As the brief notes, the fiscal year 2013 budget is now complete, and the 2014 appropriations process is officially underway. But the complex circumstances of 2013 – including a temporary funding measure that Congress passed to hold funding steady at last year’s level (continuing resolution), and then an across-the-board 5.0 percent spending cut (sequestration) applied to most federal education programs – have made it challenging to track the vital figures in appropriations spending. That’s why many education stakeholders might be surprised to discover this: Next year’s budget could bring even more pain than sequestration has.

Sequestration was a product of the Budget Control Act of 2011 (BCA), a broader deficit reduction bill passed as a compromise to raise the federal debt ceiling. According to the law, when a congressionally appointed “supercommittee” of legislators couldn’t agree on $1.5 trillion in deficit reduction over 10 years, the BCA ensured most of that would happen anyway – through sequestration in 2013, and through lower spending caps from 2014 through 2021.

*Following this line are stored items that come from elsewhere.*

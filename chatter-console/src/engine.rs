//! The console orchestrator.
//!
//! [`Console`] owns every component and a single event queue. Network work
//! runs in spawned tasks that post a [`ConsoleEvent`] back when done; the
//! caller drives the loop with [`Console::next_event`] and [`Console::apply`],
//! so the store and the index are only ever mutated from that loop.

use std::sync::Arc;

use shared::{
    config::Config,
    models::{ConversationId, ConversationSummary, Message, PriorityLevel},
};
use thiserror::Error;
use tokio::sync::mpsc;
use tracing::{debug, info, warn};

use crate::{
    api::{ApiError, ChatApi},
    index::{ConversationIndex, load_summaries},
    pagination::{Page, PageKind, PageOutcome, PageTicket, PaginationController, load_newest, load_older},
    realtime::{PushTransport, RealtimeChannel, RealtimeEvent, SubscriptionState},
    reconciler::{OutboundSend, SendReconciler},
    scroll::{ScrollAction, ScrollAnchor, Viewport},
    store::{MessageStore, StoreChange, TempTag},
};

/// Errors returned from operator actions.
#[derive(Debug, Error, PartialEq, Eq)]
pub enum ConsoleError {
    #[error("no conversation is open")]
    NoConversationOpen,

    #[error("message is empty")]
    EmptyMessage,

    #[error("no failed message with tag {0}")]
    UnknownTag(TempTag),

    #[error("unknown conversation {0}")]
    UnknownConversation(ConversationId),
}

/// Completion reports posted by background tasks.
#[derive(Debug)]
pub enum ConsoleEvent {
    ConversationsLoaded(Result<Vec<ConversationSummary>, ApiError>),
    PageLoaded {
        ticket: PageTicket,
        result: Result<Page, ApiError>,
    },
    SendCompleted {
        tag: TempTag,
        conversation_id: ConversationId,
        result: Result<Message, ApiError>,
    },
    MarkReadCompleted {
        conversation_id: ConversationId,
        result: Result<(), ApiError>,
    },
    PriorityCompleted {
        conversation_id: ConversationId,
        level: PriorityLevel,
        previous: PriorityLevel,
        result: Result<(), ApiError>,
    },
    Realtime(RealtimeEvent),
}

Sequestration was applied indiscriminately to virtually every program funded by the federal government – a poorly targeted, mid-year cut. However, the spending caps laid out by the BCA will force federal appropriations spending even lower next year than sequestration forced it this year. Instead of $984 billion in total appropriations spending, the post-sequestration total for 2013, the law caps appropriations at $966 billion next year.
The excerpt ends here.